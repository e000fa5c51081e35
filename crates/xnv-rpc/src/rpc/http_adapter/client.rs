use async_trait::async_trait;
use reqwest::header;
use serde_json::Value;
use tracing::{debug, trace};

use crate::config::ClientConfig;
use crate::error::RpcError;

use super::super::Transport;
use super::connection::{endpoint_url, resolve_base_url};

/// Plain HTTP(S) transport.
///
/// Holds only immutable configuration and a `reqwest::Client`, so a single
/// instance can serve any number of concurrent calls. The timeout, when set,
/// covers the whole call, from connect to the last byte of the body.
#[derive(Debug, Clone)]
pub struct HttpTransport {
    client: reqwest::Client,
    base_url: String,
    auth: Option<(String, String)>,
}

impl HttpTransport {
    pub fn new(config: &ClientConfig) -> Result<Self, RpcError> {
        let base_url = resolve_base_url(config)?;

        let mut builder = reqwest::Client::builder().tcp_nodelay(true);
        if let Some(timeout) = config.timeout() {
            builder = builder.timeout(timeout);
        }
        let client = builder.build()?;

        Ok(Self {
            client,
            base_url,
            auth: config.auth().map(|(u, p)| (u.to_owned(), p.to_owned())),
        })
    }

    pub fn base_url(&self) -> &str {
        &self.base_url
    }
}

#[async_trait]
impl Transport for HttpTransport {
    async fn post(&self, path: &str, body: Value) -> Result<Value, RpcError> {
        let url = endpoint_url(&self.base_url, path);
        debug!(rpc.url = %url, "rpc call");

        let mut builder = self
            .client
            .post(&url)
            .header(header::CONTENT_TYPE, "application/json")
            .json(&body);
        if let Some((ref user, ref pass)) = self.auth {
            builder = builder.basic_auth(user, Some(pass));
        }

        let response = builder.send().await?;
        let status = response.status();

        // The daemon reports failures inside the payload, so the status is
        // only logged. Content type is ignored for the same reason.
        let text = response.text().await?;
        debug!(rpc.url = %url, %status, body_len = text.len(), "rpc response");
        trace!(rpc.url = %url, body = %text, "rpc response body");

        serde_json::from_str::<Value>(&text)
            .map_err(|source| RpcError::Decode { source, body: text })
    }
}
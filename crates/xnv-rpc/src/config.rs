//! Client construction parameters.
//!
//! A [`ClientConfig`] is built once and then handed to a client constructor.
//! It has no setters after construction; the `with_*` methods consume and
//! return the value.

use std::time::Duration;

use crate::error::RpcError;

pub const DEFAULT_HOST: &str = "localhost";
pub const DEFAULT_DAEMON_PORT: u16 = 17566;
pub const DEFAULT_TIMEOUT_SECS: f64 = 10.0;

#[derive(Debug, Clone, PartialEq)]
pub struct ClientConfig {
    host: String,
    port: u16,
    tls: bool,
    timeout: Option<Duration>,
    auth: Option<(String, String)>,
}

impl ClientConfig {
    /// Daemon defaults: `localhost:17566`, plain HTTP, 10 second timeout.
    pub fn daemon() -> Self {
        Self::new(DEFAULT_HOST, DEFAULT_DAEMON_PORT)
    }

    /// The wallet service has no conventional port, so it must be given.
    pub fn wallet(port: u16) -> Self {
        Self::new(DEFAULT_HOST, port)
    }

    pub fn new(host: impl Into<String>, port: u16) -> Self {
        Self {
            host: host.into(),
            port,
            tls: false,
            timeout: Some(Duration::from_secs_f64(DEFAULT_TIMEOUT_SECS)),
            auth: None,
        }
    }

    pub fn with_host(mut self, host: impl Into<String>) -> Self {
        self.host = host.into();
        self
    }

    pub fn with_port(mut self, port: u16) -> Self {
        self.port = port;
        self
    }

    pub fn with_tls(mut self, tls: bool) -> Self {
        self.tls = tls;
        self
    }

    /// A zero duration disables the timeout.
    pub fn with_timeout(mut self, timeout: Duration) -> Self {
        self.timeout = (!timeout.is_zero()).then_some(timeout);
        self
    }

    /// Set the timeout from fractional seconds; `0` disables it. Rejects
    /// negative, NaN and infinite values.
    pub fn with_timeout_secs(self, secs: f64) -> Result<Self, RpcError> {
        let timeout = Duration::try_from_secs_f64(secs)
            .map_err(|e| RpcError::InvalidConfig(format!("timeout `{secs}`: {e}")))?;
        Ok(self.with_timeout(timeout))
    }

    /// HTTP basic auth credentials, sent with every request. An empty
    /// username or password clears them instead.
    pub fn with_basic_auth(
        mut self,
        username: impl Into<String>,
        password: impl Into<String>,
    ) -> Self {
        let (username, password) = (username.into(), password.into());
        self.auth = if username.is_empty() || password.is_empty() {
            None
        } else {
            Some((username, password))
        };
        self
    }

    pub fn host(&self) -> &str {
        &self.host
    }

    pub fn port(&self) -> u16 {
        self.port
    }

    pub fn tls(&self) -> bool {
        self.tls
    }

    /// `None` when requests may wait indefinitely.
    pub fn timeout(&self) -> Option<Duration> {
        self.timeout
    }

    pub fn auth(&self) -> Option<(&str, &str)> {
        self.auth.as_ref().map(|(u, p)| (u.as_str(), p.as_str()))
    }

    pub fn scheme(&self) -> &'static str {
        if self.tls {
            "https"
        } else {
            "http"
        }
    }

    /// `{scheme}://{host}:{port}`, without a trailing slash.
    pub fn base_url(&self) -> String {
        format!("{}://{}:{}", self.scheme(), self.host, self.port)
    }
}

impl Default for ClientConfig {
    fn default() -> Self {
        Self::daemon()
    }
}
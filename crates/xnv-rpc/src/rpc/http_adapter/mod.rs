//! HTTP transport for the daemon and wallet RPC endpoints.
//!
//! Implements [`Transport`](super::Transport) using `reqwest`, with basic
//! auth and a per-call timeout taken from [`ClientConfig`](crate::ClientConfig).

mod client;
mod connection;

pub use client::HttpTransport;
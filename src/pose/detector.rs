use anyhow::Result;
use futures::future::BoxFuture;

use super::keypoint::Pose;
use crate::camera::Frame;

/// Opaque pose estimator: frame in, zero or more poses out.
///
/// The returned future owns everything it needs so the monitoring loop can
/// run it detached and keep servicing commands while inference is pending.
pub trait KeypointSource: Send + Sync {
    fn estimate(&self, frame: Frame) -> BoxFuture<'static, Result<Vec<Pose>>>;
}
-- -- --
TASK STATEMENT –
Reproduce the records above in their entirety, unchanged.

SOLUTION –
repository e000fa5c51081e35
filename crates/xnv-rpc/src/rpc/http_adapter/client.rs
use async_trait::async_trait;
use reqwest::header;
use serde_json::Value;
use tracing::{debug, trace};

use crate::config::ClientConfig;
use crate::error::RpcError;

use super::super::Transport;
use super::connection::{endpoint_url, resolve_base_url};

/// Plain HTTP(S) transport.
///
/// Holds only immutable configuration and a `reqwest::Client`, so a single
/// instance can serve any number of concurrent calls. The timeout, when set,
/// covers the whole call, from connect to the last byte of the body.
#[derive(Debug, Clone)]
pub struct HttpTransport {
    client: reqwest::Client,
    base_url: String,
    auth: Option<(String, String)>,
}

impl HttpTransport {
    pub fn new(config: &ClientConfig) -> Result<Self, RpcError> {
        let base_url = resolve_base_url(config)?;

        let mut builder = reqwest::Client::builder().tcp_nodelay(true);
        if let Some(timeout) = config.timeout() {
            builder = builder.timeout(timeout);
        }
        let client = builder.build()?;

        Ok(Self {
            client,
            base_url,
            auth: config.auth().map(|(u, p)| (u.to_owned(), p.to_owned())),
        })
    }

    pub fn base_url(&self) -> &str {
        &self.base_url
    }
}

#[async_trait]
impl Transport for HttpTransport {
    async fn post(&self, path: &str, body: Value) -> Result<Value, RpcError> {
        let url = endpoint_url(&self.base_url, path);
        debug!(rpc.url = %url, "rpc call");

        let mut builder = self
            .client
            .post(&url)
            .header(header::CONTENT_TYPE, "application/json")
            .json(&body);
        if let Some((ref user, ref pass)) = self.auth {
            builder = builder.basic_auth(user, Some(pass));
        }

        let response = builder.send().await?;
        let status = response.status();

        // The daemon reports failures inside the payload, so the status is
        // only logged. Content type is ignored for the same reason.
        let text = response.text().await?;
        debug!(rpc.url = %url, %status, body_len = text.len(), "rpc response");
        trace!(rpc.url = %url, body = %text, "rpc response body");

        serde_json::from_str::<Value>(&text)
            .map_err(|source| RpcError::Decode { source, body: text })
    }
}
filename crates/xnv-rpc/src/config.rs
//! Client construction parameters.
//!
//! A [`ClientConfig`] is built once and then handed to a client constructor.
//! It has no setters after construction; the `with_*` methods consume and
//! return the value.

use std::time::Duration;

use crate::error::RpcError;

pub const DEFAULT_HOST: &str = "localhost";
pub const DEFAULT_DAEMON_PORT: u16 = 17566;
pub const DEFAULT_TIMEOUT_SECS: f64 = 10.0;

#[derive(Debug, Clone, PartialEq)]
pub struct ClientConfig {
    host: String,
    port: u16,
    tls: bool,
    timeout: Option<Duration>,
    auth: Option<(String, String)>,
}

impl ClientConfig {
    /// Daemon defaults: `localhost:17566`, plain HTTP, 10 second timeout.
    pub fn daemon() -> Self {
        Self::new(DEFAULT_HOST, DEFAULT_DAEMON_PORT)
    }

    /// The wallet service has no conventional port, so it must be given.
    pub fn wallet(port: u16) -> Self {
        Self::new(DEFAULT_HOST, port)
    }

    pub fn new(host: impl Into<String>, port: u16) -> Self {
        Self {
            host: host.into(),
            port,
            tls: false,
            timeout: Some(Duration::from_secs_f64(DEFAULT_TIMEOUT_SECS)),
            auth: None,
        }
    }

    pub fn with_host(mut self, host: impl Into<String>) -> Self {
        self.host = host.into();
        self
    }

    pub fn with_port(mut self, port: u16) -> Self {
        self.port = port;
        self
    }

    pub fn with_tls(mut self, tls: bool) -> Self {
        self.tls = tls;
        self
    }

    /// A zero duration disables the timeout.
    pub fn with_timeout(mut self, timeout: Duration) -> Self {
        self.timeout = (!timeout.is_zero()).then_some(timeout);
        self
    }

    /// Set the timeout from fractional seconds; `0` disables it. Rejects
    /// negative, NaN and infinite values.
    pub fn with_timeout_secs(self, secs: f64) -> Result<Self, RpcError> {
        let timeout = Duration::try_from_secs_f64(secs)
            .map_err(|e| RpcError::InvalidConfig(format!("timeout `{secs}`: {e}")))?;
        Ok(self.with_timeout(timeout))
    }

    /// HTTP basic auth credentials, sent with every request. An empty
    /// username or password clears them instead.
    pub fn with_basic_auth(
        mut self,
        username: impl Into<String>,
        password: impl Into<String>,
    ) -> Self {
        let (username, password) = (username.into(), password.into());
        self.auth = if username.is_empty() || password.is_empty() {
            None
        } else {
            Some((username, password))
        };
        self
    }

    pub fn host(&self) -> &str {
        &self.host
    }

    pub fn port(&self) -> u16 {
        self.port
    }

    pub fn tls(&self) -> bool {
        self.tls
    }

    /// `None` when requests may wait indefinitely.
    pub fn timeout(&self) -> Option<Duration> {
        self.timeout
    }

    pub fn auth(&self) -> Option<(&str, &str)> {
        self.auth.as_ref().map(|(u, p)| (u.as_str(), p.as_str()))
    }

    pub fn scheme(&self) -> &'static str {
        if self.tls {
            "https"
        } else {
            "http"
        }
    }

    /// `{scheme}://{host}:{port}`, without a trailing slash.
    pub fn base_url(&self) -> String {
        format!("{}://{}:{}", self.scheme(), self.host, self.port)
    }
}

impl Default for ClientConfig {
    fn default() -> Self {
        Self::daemon()
    }
}
filename crates/xnv-rpc/src/rpc/http_adapter/mod.rs
//! HTTP transport for the daemon and wallet RPC endpoints.
//!
//! Implements [`Transport`](super::Transport) using `reqwest`, with basic
//! auth and a per-call timeout taken from [`ClientConfig`](crate::ClientConfig).

mod client;
mod connection;

pub use client::HttpTransport;
filename src/pose/detector.rs
use anyhow::Result;
use futures::future::BoxFuture;

use super::keypoint::Pose;
use crate::camera::Frame;

/// Opaque pose estimator: frame in, zero or more poses out.
///
/// The returned future owns everything it needs so the monitoring loop can
/// run it detached and keep servicing commands while inference is pending.
pub trait KeypointSource: Send + Sync {
    fn estimate(&self, frame: Frame) -> BoxFuture<'static, Result<Vec<Pose>>>;
}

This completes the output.